With the new NIH funding, the research team will join colleagues from the Salk Institute for Biological Studies to focus specifically on how retrotransposons contribute to neurodegeneration and Alzheimer’s disease.

“For the past five years, we worked on discovering how retrotransposons promote aging,” said principal investigator John Sedivy, a professor of biology and medical science at Brown, and director of the University’s Center on the Biology of Aging

“While these mechanisms are universal and occur in many different types of cells, it’s important to understand variation in cell response. In the renewal phase of this grant, we will investigate how the cells of the central nervous system ­— neurons, astrocytes, microglia — respond to the detrimental challenges posed by retrotransposons.”

In addition to his role in Brown’s Division of Biology and Medicine, Sedivy is affiliated with the University’s Carney Institute for Brain Science, which is home to a range of clinical and research efforts focused on the causes and treatments for Alzheimer’s and other neurodegenerative diseases.

Retrotransposons are parasitic strands of genetic material that use a copy-and-paste mechanism to replicate and move within the human genome — with mostly harmful consequences. When the first NIH grant was awarded to the team in 2016, the retrotransposon theory of aging was still new. 

Sedivy was among the researchers who had shown in 2013 that aging cells lose their ability to defend against transposons, resulting in a decline in cell function. 

In 2019, the team published studies in the journals Nature and Cell Metabolism showing that an HIV drug could halt harmful retrotransposon activity in old cells, significantly reducing age-related inflammation and other signs of aging in mice (which led to an ongoing clinical trial funded by the Alzheimer’s Association). 

In 2021, the team published a review article in Nature discussing the latest research on retrotransposons. 

The long-term hope is that if we can understand the role of retrotransposons in Alzheimer’s, this can inform treatments so that one day a patient may be able to take medication to decrease neuroinflammation and prevent the loss of neurons, ultimately staving off memory loss. 

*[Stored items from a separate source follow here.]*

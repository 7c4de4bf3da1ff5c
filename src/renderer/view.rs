//! Projection layer between effect state and page elements
//!
//! Effect modules compute plain data; a `PageView` decides how that data
//! shows up (DOM nodes in the browser, recorded values in tests).

use std::cell::RefCell;
use std::collections::HashMap;
use std::rc::Rc;

use glam::DVec2;

use super::style::ElementStyle;
use crate::fx::{ChartBar, ElementRef, GridMarker, PropertyName, Rect, TerminalLine};

/// Everything the effects write to (or measure from) the page
pub trait PageView {
    /// Set one animatable property; false when the target is not on the page
    fn set_property(&mut self, target: &ElementRef, property: PropertyName, value: f64) -> bool;

    /// Write out property changes batched since the last flush
    fn flush(&mut self) {}

    /// Discard all marker nodes and create one per marker
    fn rebuild_markers(&mut self, markers: &[GridMarker]);

    /// Move existing marker nodes to their current offsets
    fn update_markers(&mut self, markers: &[GridMarker]);

    /// Show the revealed part of a terminal line (creating it if needed)
    fn show_terminal_line(&mut self, index: usize, line: &TerminalLine);

    /// Pointer position local to spotlight card `card`
    fn set_spotlight(&mut self, card: usize, local: DVec2);

    /// Bounding boxes of the spotlight cards, in viewport px
    fn card_rects(&self) -> Vec<Rect>;

    /// Scroll width of a measured element
    fn content_width(&self, source: &ElementRef) -> Option<f64>;

    /// Toggle the footer reveal state
    fn set_revealed(&mut self, active: bool);

    /// How many elements match `selector`
    fn element_count(&self, selector: &str) -> usize;

    /// Fill the chart area with animated bars; false if there is no chart area
    fn build_chart(&mut self, bars: &[ChartBar], cycle: f64) -> bool;
}

/// In-memory view for tests and headless runs
#[derive(Debug, Default)]
pub struct RecordingView {
    pub styles: HashMap<ElementRef, ElementStyle>,
    pub markers: Vec<GridMarker>,
    pub marker_rebuilds: usize,
    pub marker_updates: usize,
    pub terminal: Vec<String>,
    pub spotlight: Vec<DVec2>,
    pub cards: Vec<Rect>,
    pub content_widths: HashMap<String, f64>,
    pub revealed: bool,
    pub flushes: usize,
    /// Chart bars, None until built (or when the page has no chart area)
    pub chart: Option<Vec<ChartBar>>,
    pub has_chart_area: bool,
}

impl RecordingView {
    pub fn new() -> Self {
        Self::default()
    }

    /// View that knows the given selectors
    pub fn with_elements(selectors: &[&str]) -> Self {
        let mut view = Self::new();
        for s in selectors {
            view.styles.insert(ElementRef::new(*s), ElementStyle::default());
        }
        view
    }

    /// Add `count` individually addressable matches of `selector`
    pub fn with_repeated(mut self, selector: &str, count: usize) -> Self {
        for i in 0..count {
            self.styles.insert(ElementRef::nth(selector, i), ElementStyle::default());
        }
        self
    }

    pub fn with_chart_area(mut self) -> Self {
        self.has_chart_area = true;
        self
    }

    pub fn with_cards(mut self, cards: Vec<Rect>) -> Self {
        self.spotlight = vec![DVec2::ZERO; cards.len()];
        self.cards = cards;
        self
    }

    pub fn with_content_width(mut self, selector: &str, width: f64) -> Self {
        self.content_widths.insert(selector.to_string(), width);
        self
    }

    pub fn property(&self, selector: &str, property: PropertyName) -> Option<f64> {
        self.property_of(&ElementRef::new(selector), property)
    }

    pub fn property_of(&self, target: &ElementRef, property: PropertyName) -> Option<f64> {
        self.styles.get(target).map(|s| s.get(property))
    }
}

impl PageView for RecordingView {
    fn set_property(&mut self, target: &ElementRef, property: PropertyName, value: f64) -> bool {
        match self.styles.get_mut(target) {
            Some(style) => {
                style.set(property, value);
                true
            }
            None => false,
        }
    }

    fn flush(&mut self) {
        self.flushes += 1;
    }

    fn rebuild_markers(&mut self, markers: &[GridMarker]) {
        self.markers = markers.to_vec();
        self.marker_rebuilds += 1;
    }

    fn update_markers(&mut self, markers: &[GridMarker]) {
        self.markers = markers.to_vec();
        self.marker_updates += 1;
    }

    fn show_terminal_line(&mut self, index: usize, line: &TerminalLine) {
        if self.terminal.len() <= index {
            self.terminal.resize(index + 1, String::new());
        }
        self.terminal[index] = line.visible_text().to_string();
    }

    fn set_spotlight(&mut self, card: usize, local: DVec2) {
        if let Some(slot) = self.spotlight.get_mut(card) {
            *slot = local;
        }
    }

    fn card_rects(&self) -> Vec<Rect> {
        self.cards.clone()
    }

    fn content_width(&self, source: &ElementRef) -> Option<f64> {
        self.content_widths.get(source.selector()).copied()
    }

    fn set_revealed(&mut self, active: bool) {
        self.revealed = active;
    }

    fn element_count(&self, selector: &str) -> usize {
        self.styles.keys().filter(|k| k.selector() == selector).count()
    }

    fn build_chart(&mut self, bars: &[ChartBar], _cycle: f64) -> bool {
        if !self.has_chart_area {
            return false;
        }
        self.chart = Some(bars.to_vec());
        true
    }
}

/// Shared views let a caller keep inspecting what the runtime wrote
impl<V: PageView> PageView for Rc<RefCell<V>> {
    fn set_property(&mut self, target: &ElementRef, property: PropertyName, value: f64) -> bool {
        self.borrow_mut().set_property(target, property, value)
    }

    fn flush(&mut self) {
        self.borrow_mut().flush();
    }

    fn rebuild_markers(&mut self, markers: &[GridMarker]) {
        self.borrow_mut().rebuild_markers(markers);
    }

    fn update_markers(&mut self, markers: &[GridMarker]) {
        self.borrow_mut().update_markers(markers);
    }

    fn show_terminal_line(&mut self, index: usize, line: &TerminalLine) {
        self.borrow_mut().show_terminal_line(index, line);
    }

    fn set_spotlight(&mut self, card: usize, local: DVec2) {
        self.borrow_mut().set_spotlight(card, local);
    }

    fn card_rects(&self) -> Vec<Rect> {
        self.borrow().card_rects()
    }

    fn content_width(&self, source: &ElementRef) -> Option<f64> {
        self.borrow().content_width(source)
    }

    fn set_revealed(&mut self, active: bool) {
        self.borrow_mut().set_revealed(active);
    }

    fn element_count(&self, selector: &str) -> usize {
        self.borrow().element_count(selector)
    }

    fn build_chart(&mut self, bars: &[ChartBar], cycle: f64) -> bool {
        self.borrow_mut().build_chart(bars, cycle)
    }
}

#[cfg(test)]
mod tests {
    use super::*;
    use crate::fx::LineKind;

    #[test]
    fn test_unknown_targets_rejected() {
        let mut view = RecordingView::with_elements(&[".a"]);
        assert!(view.set_property(&ElementRef::new(".a"), PropertyName::Scale, 2.0));
        assert!(!view.set_property(&ElementRef::new(".b"), PropertyName::Scale, 2.0));
        assert_eq!(view.property(".a", PropertyName::Scale), Some(2.0));
    }

    #[test]
    fn test_indexed_targets_are_separate() {
        let mut view = RecordingView::new().with_repeated(".block", 2);
        assert_eq!(view.element_count(".block"), 2);
        assert!(view.set_property(&ElementRef::nth(".block", 1), PropertyName::Opacity, 0.5));
        assert!(!view.set_property(&ElementRef::nth(".block", 2), PropertyName::Opacity, 0.5));
        assert_eq!(view.property_of(&ElementRef::nth(".block", 0), PropertyName::Opacity), Some(1.0));
        assert_eq!(view.property_of(&ElementRef::nth(".block", 1), PropertyName::Opacity), Some(0.5));
    }

    #[test]
    fn test_chart_needs_an_area() {
        let bars = [ChartBar { delay: 0.5 }];
        assert!(!RecordingView::new().build_chart(&bars, 3.0));
        let mut view = RecordingView::new().with_chart_area();
        assert!(view.build_chart(&bars, 3.0));
        assert_eq!(view.chart.as_deref(), Some(&bars[..]));
    }

    #[test]
    fn test_terminal_lines_grow_on_demand() {
        let mut view = RecordingView::new();
        let line = TerminalLine::new("ok", LineKind::Success);
        view.show_terminal_line(2, &line);
        assert_eq!(view.terminal, vec![String::new(), String::new(), String::new()]);
    }

    #[test]
    fn test_shared_view_delegates() {
        let shared = Rc::new(RefCell::new(RecordingView::new().with_content_width(".w", 900.0)));
        let mut handle = shared.clone();
        handle.set_revealed(true);
        assert!(shared.borrow().revealed);
        assert_eq!(handle.content_width(&ElementRef::new(".w")), Some(900.0));
    }
}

The new work funded by the renewal grant will serve as a continuation of the same story of retrotransposable elements, Sedivy said, with an exciting new chapter: “The translational potential of our discoveries has become clear, and we are shifting our attention in the direction of chronic, age-associated diseases,” the researchers noted in their grant proposal.

The central nervous system appears to be a “privileged site” for retrotransposon activity, Sedivy said, with relatively high levels of expression.

Over the next five years, the intention is to thoroughly investigate the emerging biology of retrotransposons in the central nervous system in the context of Alzheimer’s disease. Specifically, the team will investigate the mechanisms that lead to the failure of host defense systems against retrotransposons and study the consequences of their activation on cellular and tissue function.

In an effort to inform the development of Alzheimer’s treatments, the team will use mice and human cell research models to examine and define therapeutic targets specific to the central nervous system and explore possible strategies for therapeutic interventions.

“This will lay the groundwork for future pharmaceutical research,” Sedivy said. “The long-term hope is that if we can understand the role of retrotransposons in Alzheimer’s, this can inform treatments so that one day a patient may be able to take medication to decrease neuroinflammation and prevent the loss of neurons, ultimately staving off memory loss.”

The research will be supported by the National Institute on Aging of the National Institutes of Health under award number P01AG051449.